I’ll never forget the day Dad made toast. It was a sunny Saturday morning in late October near Halloween. I remember it was Halloween because Mom was outside putting up a scarecrow with a pumpkin head up on the roof. Dad was in bed.
“Hey kids…” Dad yelled, “Come here!”
My older sister Lucy, my little brother Danny and I were busy watching cartoons, but we ran up stairs during a commercial.
Dad broke the big news, “I’m gonna make toast.”
“Wow!” we cried.
“And we’re not your ordinary hohum toast, believe you me… we’re talking Dad’s Special Cinnamon Toast. And I don’t want your Mom to lift a finger. I’m handling the whole thing.” He jabbed his first in the air like a football coach and said, “Let’s hit that kitchen team.”
We raced him down stairs. “Now let’s see, plates…”
Mom knocked on the door with her elbow, she was lugging two pots of geraniums. Dad flung open the door, and gave her a kiss. “Breakfast is coming right up angel face, I’m making my special cinnamon toast. Just leave everything to me, you’re gonna love it.”
Mom’s voice drifted back from the family room, “Terrific Hon!”

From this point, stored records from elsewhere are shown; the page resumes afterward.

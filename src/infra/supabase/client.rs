use anyhow::{Context, Result};
use async_trait::async_trait;
use chrono::SecondsFormat;
use reqwest::Url;

use crate::analyzers::window::Window;
use crate::fetch::auth::ApiKey;
use crate::fetch::{BasicClient, HttpClient, fetch_json};
use crate::records::RawVacancy;
use crate::services::record_source::RecordSource;

/// Reads vacancies from a Supabase table through its PostgREST endpoint.
pub struct SupabaseSource<C> {
    client: C,
    base_url: Url,
    table: String,
    page_size: usize,
}

impl SupabaseSource<ApiKey<ApiKey<BasicClient>>> {
    /// Creates a source authenticating with the project's API key, sent both
    /// as `apikey` and as a bearer token.
    pub fn connect(base_url: &str, key: &str, table: &str, page_size: usize) -> Result<Self> {
        let client = ApiKey::bearer(ApiKey::new(BasicClient::new()?, "apikey", key)?, key)?;
        Self::with_client(client, base_url, table, page_size)
    }
}

impl<C: HttpClient> SupabaseSource<C> {
    pub fn with_client(client: C, base_url: &str, table: &str, page_size: usize) -> Result<Self> {
        let base_url = Url::parse(base_url.trim_end_matches('/'))
            .with_context(|| format!("invalid SUPABASE_URL '{base_url}'"))?;
        Ok(Self {
            client,
            base_url,
            table: table.to_string(),
            page_size,
        })
    }

    pub fn client(&self) -> &C {
        &self.client
    }

    fn page_url(&self, city: &str, window: &Window, offset: usize, limit: usize) -> Result<Url> {
        let mut url = self.base_url.join(&format!("rest/v1/{}", self.table))?;
        let start = window.start.to_rfc3339_opts(SecondsFormat::Secs, false);
        let end = window.end.to_rfc3339_opts(SecondsFormat::Secs, false);

        url.query_pairs_mut()
            .append_pair("select", "*")
            .append_pair("city_slug", &format!("eq.{city}"))
            .append_pair("published_at", &format!("gte.{start}"))
            .append_pair("published_at", &format!("lte.{end}"))
            .append_pair("order", "published_at.asc,id.asc")
            .append_pair("offset", &offset.to_string())
            .append_pair("limit", &limit.to_string());

        Ok(url)
    }
}

#[async_trait]
impl<C: HttpClient> RecordSource for SupabaseSource<C> {
    fn page_size(&self) -> usize {
        self.page_size
    }

    #[tracing::instrument(skip(self, window), fields(table = %self.table))]
    async fn fetch_page(
        &self,
        city: &str,
        window: &Window,
        offset: usize,
        limit: usize,
    ) -> Result<Vec<RawVacancy>> {
        let url = self.page_url(city, window, offset, limit)?;
        fetch_json(&self.client, url)
            .await
            .with_context(|| format!("failed to fetch {} page at offset {offset}", self.table))
    }
}
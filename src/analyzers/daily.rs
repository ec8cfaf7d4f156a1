//! Day-level digest over the rolling week.

use chrono::{Days, NaiveDate};
use std::collections::BTreeMap;

use crate::analyzers::aggregate::{group_by, top_by_count};
use crate::analyzers::types::{DailyDigest, DailySalary, DailySalaryPoint, DayOverDay};
use crate::analyzers::utility::{mean, median_sorted, pct, quantile_sorted, sorted};
use crate::analyzers::window::Window;
use crate::config::ReportConfig;
use crate::records::Vacancy;

fn salary_summary(values: &[f64]) -> Option<DailySalary> {
    let mean = mean(values)?;
    let s = sorted(values);
    let q25 = quantile_sorted(&s, 0.25)?;
    let q75 = quantile_sorted(&s, 0.75)?;

    Some(DailySalary {
        count: values.len(),
        mean,
        median: median_sorted(&s)?,
        q25,
        q75,
        spread: q75 - q25,
    })
}

/// Builds the digest for `today` from the city's vacancies in `window`.
///
/// Today is a partial day, so the day-over-day comparison uses yesterday
/// against the day before, and only when both days have vacancies.
pub fn build_daily_digest(
    city: &str,
    today: NaiveDate,
    window: Window,
    vacancies: &[Vacancy],
    config: &ReportConfig,
) -> DailyDigest {
    let yesterday = today - Days::new(1);
    let day_before = today - Days::new(2);
    let week_start = today - Days::new(6);

    let week: Vec<&Vacancy> = vacancies
        .iter()
        .filter(|v| v.local_date >= week_start && v.local_date <= today)
        .collect();

    let mut daily_counts: BTreeMap<NaiveDate, usize> = BTreeMap::new();
    let mut salaries_by_date: BTreeMap<NaiveDate, Vec<f64>> = BTreeMap::new();
    for v in &week {
        *daily_counts.entry(v.local_date).or_insert(0) += 1;
        if let Some(net) = v.monthly_net() {
            salaries_by_date.entry(v.local_date).or_default().push(net);
        }
    }

    let count_on = |date: NaiveDate| daily_counts.get(&date).copied().unwrap_or(0);
    let today_count = count_on(today);
    let yesterday_count = count_on(yesterday);
    let day_before_count = count_on(day_before);

    let day_over_day = (yesterday_count > 0 && day_before_count > 0).then(|| {
        let growth = yesterday_count as i64 - day_before_count as i64;
        DayOverDay {
            growth,
            growth_pct: pct(growth as f64, day_before_count as f64),
        }
    });

    let week_salaries: Vec<f64> = salaries_by_date.values().flatten().copied().collect();
    let salary_today = salaries_by_date
        .get(&today)
        .and_then(|values| salary_summary(values));

    let today_vacancies = week.iter().copied().filter(|v| v.local_date == today);
    let employers = group_by(today_vacancies, |v| v.employer_key.clone());
    let top_employers_today = top_by_count(&employers, config.daily_top_employers, |v| {
        v.raw
            .employer
            .as_deref()
            .map(str::trim)
            .unwrap_or_default()
            .to_string()
    });

    let daily_salary = salaries_by_date
        .iter()
        .filter_map(|(date, values)| {
            let s = sorted(values);
            Some(DailySalaryPoint {
                date: *date,
                mean: mean(values)?,
                median: median_sorted(&s)?,
                count: values.len(),
            })
        })
        .collect();

    DailyDigest {
        city: city.to_string(),
        window,
        today,
        today_count,
        yesterday_count,
        day_before_count,
        day_over_day,
        week_count: week.len(),
        week_salary_count: week_salaries.len(),
        week_avg_salary: mean(&week_salaries),
        salary_today,
        top_employers_today,
        first_date: daily_counts.keys().next().copied(),
        daily_counts,
        daily_salary,
    }
}

#[cfg(test)]
mod tests {
    use super::*;
    use crate::analyzers::window::rolling_week_window;
    use crate::records::{RawVacancy, RecordId, ingest};
    use chrono::{FixedOffset, TimeZone, Utc};

    fn tz() -> FixedOffset {
        FixedOffset::east_opt(3 * 3600).unwrap()
    }

    fn row(id: i64, day: u32, employer: Option<&str>, salary: Option<f64>) -> RawVacancy {
        RawVacancy {
            id: RecordId::Int(id),
            city_slug: "spb".to_string(),
            employer: employer.map(str::to_string),
            schedule_name: None,
            salary_period_name: salary.map(|_| "в месяц".to_string()),
            salary_to_net: salary,
            salary_from_net: None,
            published_at: Some(Utc.with_ymd_and_hms(2024, 3, day, 8, 0, 0).unwrap()),
        }
    }

    fn digest(rows: Vec<RawVacancy>) -> DailyDigest {
        let config = ReportConfig::default();
        let reference = tz().with_ymd_and_hms(2024, 3, 10, 15, 0, 0).unwrap();
        let vacancies = ingest(rows, &config, tz());
        build_daily_digest(
            "spb",
            reference.date_naive(),
            rolling_week_window(reference),
            &vacancies,
            &config,
        )
    }

    #[test]
    fn test_empty_week() {
        let d = digest(vec![]);
        assert_eq!(d.today_count, 0);
        assert_eq!(d.week_count, 0);
        assert!(d.day_over_day.is_none());
        assert!(d.salary_today.is_none());
        assert!(d.week_avg_salary.is_none());
        assert!(d.first_date.is_none());
        assert!(d.top_employers_today.is_empty());
    }

    #[test]
    fn test_day_over_day_uses_full_days() {
        let rows = vec![
            row(1, 8, None, None),
            row(2, 8, None, None),
            row(3, 9, None, None),
            row(4, 9, None, None),
            row(5, 9, None, None),
            row(6, 10, None, None),
            // outside the week
            row(7, 2, None, None),
        ];
        let d = digest(rows);

        assert_eq!(d.today_count, 1);
        assert_eq!(d.yesterday_count, 3);
        assert_eq!(d.day_before_count, 2);
        assert_eq!(d.week_count, 6);
        let dod = d.day_over_day.unwrap();
        assert_eq!(dod.growth, 1);
        assert_eq!(dod.growth_pct, 50.0);
        assert_eq!(d.first_date, NaiveDate::from_ymd_opt(2024, 3, 8));
    }

    #[test]
    fn test_no_comparison_when_day_before_empty() {
        let d = digest(vec![row(1, 9, None, None)]);
        assert!(d.day_over_day.is_none());
    }

    #[test]
    fn test_salary_today_and_employers() {
        let rows = vec![
            row(1, 10, Some("Самокат"), Some(100_000.0)),
            row(2, 10, Some("самокат "), Some(120_000.0)),
            row(3, 10, Some("Купер"), Some(80_000.0)),
            row(4, 10, None, None),
            row(5, 9, Some("Купер"), Some(60_000.0)),
        ];
        let d = digest(rows);

        let salary = d.salary_today.unwrap();
        assert_eq!(salary.count, 3);
        assert_eq!(salary.median, 100_000.0);
        assert_eq!(salary.q25, 90_000.0);
        assert_eq!(salary.q75, 110_000.0);
        assert_eq!(salary.spread, 20_000.0);

        assert_eq!(d.top_employers_today.len(), 2);
        assert_eq!(d.top_employers_today[0].label, "Самокат");
        assert_eq!(d.top_employers_today[0].count, 2);
        assert_eq!(d.week_salary_count, 4);
        assert_eq!(d.week_avg_salary, Some(90_000.0));
        assert_eq!(d.daily_salary.len(), 2);
    }
}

“Uh, Linda?” he called. “Where are the big blue plates?”
“In the dishwasher.”
“Right.”
Danny and I got the dishes and the juice glasses from the dishwasher and started to put them on the table.
“No, no kids, the plates have to be preheated, that’s what they do in fancy restaurants.” He grabbed the plates, put them in the oven, and turned away.
“Oh,” we said. We turned the oven on. Dad’s very absent-minded.
Mom came back in dragging the vacuum cleaner behind her. She picked up the phone and called her office. “Hi, it’s me. I spoke to the Blums and they’re willing to go to seventy-three five. They’d like to pass papers on Thursday.” Mom’s a real estate agent. They all talk like that.
“OK, let’s get this show on the road, Jonny!” That’s me.
“We need about a dozen slices of bread. White bread, not the healthy kind, the healthy bread doesn’t work. Now where’s that toaster?”
“Here Dad.” Danny giggled. It had a quilted toaster cover over it.
“Why would any body want to cover up a toaster?” Lucy and I tried not to laugh, but Danny was too young to know any better.
Dad got out the toaster as Mom came through on her way down to the laundry room with two armloads of dirty clothes. “Sugar?”
“Yes Cupcake?”
“No, Honey, I mean where’s the sugar?”
“On the bottom shelf,’ she called over her shoulder.
“Right! OK kids, let’s start toasting that bread.”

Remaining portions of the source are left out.